# north branch rabbit roundup



## rob0311 (May 11, 2012)

anyone in it this year? im going to take my nephew. we don't have a "rabbit dog" but my cur sure likes to bust into the brush after anything. I have multiple spots to hit, it should be fun as I have been wanting to get in it for the last couple years. feb. 8th, 30$ per team, cash payouts, raffle for 410 shotgun. game camera for smallest rabbit. lets hear from my competition!!!!


----------



## Shoeman (Aug 26, 2000)

Details...

NB where? Boundaries, access to private land?

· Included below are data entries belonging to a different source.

use chrono::{DateTime, Utc};
use serde::{Deserialize, Serialize};
use uuid::Uuid;

use super::timestamp;
use crate::database::repository::Entity;
use crate::database::store::Collection;

#[derive(Debug, Clone, Serialize, Deserialize)]
pub struct Customer {
    pub id: Uuid,
    pub tenant_id: Uuid,
    pub name: String,
    pub email: Option<String>,
    pub phone: Option<String>,
    pub address: Option<String>,
    pub national_id: Option<String>,
    pub notes: Option<String>,
    pub created_by: Option<Uuid>,
    pub modified_by: Option<Uuid>,
    #[serde(with = "timestamp")]
    pub created_at: DateTime<Utc>,
    #[serde(with = "timestamp")]
    pub updated_at: DateTime<Utc>,
}

impl Entity for Customer {
    const COLLECTION: Collection = Collection::Customers;
}
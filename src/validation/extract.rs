use axum::{
    async_trait,
    extract::{FromRequest, Request},
    Json,
};
use serde::de::DeserializeOwned;

use super::Validate;
use crate::error::ApiError;

/// JSON body that has already passed [`Validate`].
///
/// Malformed or unexpected JSON is rejected with `INVALID_JSON`; a body that
/// parses but fails its checks is rejected with `VALIDATION_ERROR`.
///
/// ```rust,ignore
/// async fn create(ValidJson(customer): ValidJson<CreateCustomer>) { /* customer: CustomerFields */ }
/// ```
pub struct ValidJson<T: Validate>(pub T::Output);

#[async_trait]
impl<S, T> FromRequest<S> for ValidJson<T>
where
    S: Send + Sync,
    T: DeserializeOwned + Validate + Send,
    T::Output: Send,
{
    type Rejection = ApiError;

    async fn from_request(req: Request, state: &S) -> Result<Self, Self::Rejection> {
        let Json(body) = Json::<T>::from_request(req, state)
            .await
            .map_err(|rejection| ApiError::invalid_json(rejection.body_text()))?;

        body.validate()
            .map(ValidJson)
            .map_err(|field_errors| ApiError::validation_error("Validation failed", Some(field_errors)))
    }
}
//! Shared application state handed to every handler and middleware.

use std::sync::Arc;

use uuid::Uuid;

use crate::config::AppConfig;
use crate::database::DocumentStore;
use crate::services::{AuthService, CaseService, CustomerService, LinkService, UserService};

#[derive(Clone)]
pub struct AppState {
    pub config: Arc<AppConfig>,
    pub store: Arc<dyn DocumentStore>,
}

impl AppState {
    pub fn new(config: AppConfig, store: Arc<dyn DocumentStore>) -> Self {
        Self {
            config: Arc::new(config),
            store,
        }
    }

    pub fn auth(&self) -> AuthService {
        AuthService::new(self.store.clone(), self.config.security.clone())
    }

    pub fn cases(&self, tenant_id: Uuid) -> CaseService {
        CaseService::new(self.store.clone(), tenant_id)
    }

    pub fn customers(&self, tenant_id: Uuid) -> CustomerService {
        CustomerService::new(self.store.clone(), tenant_id)
    }

    pub fn users(&self, tenant_id: Uuid) -> UserService {
        UserService::new(self.store.clone(), tenant_id, self.config.security.bcrypt_cost)
    }

    pub fn links(&self) -> LinkService {
        LinkService::new(self.store.clone(), self.config.server.frontend_url.clone())
    }
}
pub mod case;
pub mod company;
pub mod customer;
pub mod shareable_link;
pub mod user;

pub use case::{Case, CaseView, ClientRole, CustomerSummary, HearingDate, HearingStatus};
pub use company::{Company, CompanySettings, CompanyStatus};
pub use customer::Customer;
pub use shareable_link::{LinkDenial, LinkState, LinkStatus, LinkView, ShareableLink};
pub use user::{PublicUser, User, UserRole, UserStatus};

/// Fixed-width RFC 3339 timestamps (`2024-05-01T09:30:00.000000Z`).
///
/// Every stored timestamp has the same width and offset, so ordering the text
/// form (as the stores do) orders chronologically.
pub mod timestamp {
    use chrono::{DateTime, SecondsFormat, Utc};
    use serde::{Deserialize, Deserializer, Serializer};

    pub fn format(value: &DateTime<Utc>) -> String {
        value.to_rfc3339_opts(SecondsFormat::Micros, true)
    }

    pub fn serialize<S: Serializer>(value: &DateTime<Utc>, serializer: S) -> Result<S::Ok, S::Error> {
        serializer.serialize_str(&format(value))
    }

    pub fn deserialize<'de, D: Deserializer<'de>>(deserializer: D) -> Result<DateTime<Utc>, D::Error> {
        let s = String::deserialize(deserializer)?;
        DateTime::parse_from_rfc3339(&s)
            .map(|dt| dt.with_timezone(&Utc))
            .map_err(serde::de::Error::custom)
    }

    pub mod option {
        use chrono::{DateTime, Utc};
        use serde::{Deserialize, Deserializer, Serializer};

        pub fn serialize<S: Serializer>(value: &Option<DateTime<Utc>>, serializer: S) -> Result<S::Ok, S::Error> {
            match value {
                Some(v) => serializer.serialize_str(&super::format(v)),
                None => serializer.serialize_none(),
            }
        }

        pub fn deserialize<'de, D: Deserializer<'de>>(deserializer: D) -> Result<Option<DateTime<Utc>>, D::Error> {
            match Option::<String>::deserialize(deserializer)? {
                Some(s) => DateTime::parse_from_rfc3339(&s)
                    .map(|dt| Some(dt.with_timezone(&Utc)))
                    .map_err(serde::de::Error::custom),
                None => Ok(None),
            }
        }
    }

}
use clap::Parser;
use case_manager_api::cli::{self, Cli};
use case_manager_api::{init_logging, AppConfig};

#[tokio::main]
async fn main() -> anyhow::Result<()> {
    // Load .env if present so DATABASE_URL, JWT_SECRET etc. are picked up
    let _ = dotenvy::dotenv();

    init_logging("info,case_manager_api=debug,tower_http=debug");

    let cli = Cli::parse();
    let config = AppConfig::from_env();

    if let Err(e) = cli::run(cli, config).await {
        match std::env::var("CLI_VERBOSE").as_deref() {
            Ok("true") | Ok("1") => eprintln!("Error: {e:?}"),
            _ => eprintln!("Error: {e}"),
        }
        std::process::exit(1);
    }

    Ok(())
}
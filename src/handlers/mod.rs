// handlers/mod.rs - Two-tier handler architecture
//
// Public (no session) → Protected (session cookie or Bearer token).
// Each tier builds its own router; `crate::router` mounts both under /api.

pub mod protected;
pub mod public;

use axum::{http::{StatusCode, Uri}, response::IntoResponse, Json};
use serde_json::json;
use uuid::Uuid;

use crate::error::ApiError;

/// Parses an id taken from the path. Anything that is not a UUID is a 400.
pub fn parse_id(raw: &str) -> Result<Uuid, ApiError> {
    Uuid::try_parse(raw.trim()).map_err(|_| ApiError::bad_request("Invalid ID format"))
}

/// Fallback for unmatched routes.
pub async fn route_not_found(uri: Uri) -> impl IntoResponse {
    let mut body = ApiError::not_found("Route not found").to_json();
    body["path"] = json!(uri.path());
    (StatusCode::NOT_FOUND, Json(body))
}

#[cfg(test)]
mod tests {
    use super::*;

    #[test]
    fn path_ids_must_be_uuids() {
        let id = Uuid::new_v4();
        assert_eq!(parse_id(&id.to_string()).unwrap(), id);
        let err = parse_id("507f1f77bcf86cd799439011").unwrap_err();
        assert_eq!(err.status_code(), StatusCode::BAD_REQUEST);
        assert_eq!(err.message(), "Invalid ID format");
    }
}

Sounds like fun...


----------



## rob0311 (May 11, 2012)

https://www.facebook.com/photo.php?...94.1073741828.1449082565314722&type=1&theater
hope this works for you.....


----------



## rob0311 (May 11, 2012)

for you guys that don't know this area very well there is some state land about 20 min south west from north branch that the dnr has left standing corn up and the woods surrounding these corn fields are holding quite a few rabbits, thick briars fencerows and such. I can even help you out and give u exact location if u need somewhere to go. I know of 3 good spots around standing corn that are full of rabbit sign almost every time I go in there to run the squirrel dog they come running out. and only 1 of these spots have I even seen anyone else in there or even foot tracks besides my own. good luck to all. pm me if u need somewhere to go ill be glad to help anyone find a few spots.


----------



## .44 (Oct 1, 2010)

Does it go by total weight?someone I work with said it's first ones back with limit .


----------



## .44 (Oct 1, 2010)

I'll try this again anyone involved in Rabbit Roundup know whether it is by weight of ten rabbits or first limits? I live to far away to make it back for first limits.If it's explained on Facebook link my phone won't zoom in ....


----------



## dknollie (Feb 1, 2014)

this sounds like a blast, but it seems a little too far away from Holland, maybe we'll hit the next one towards the middle of the state.


----------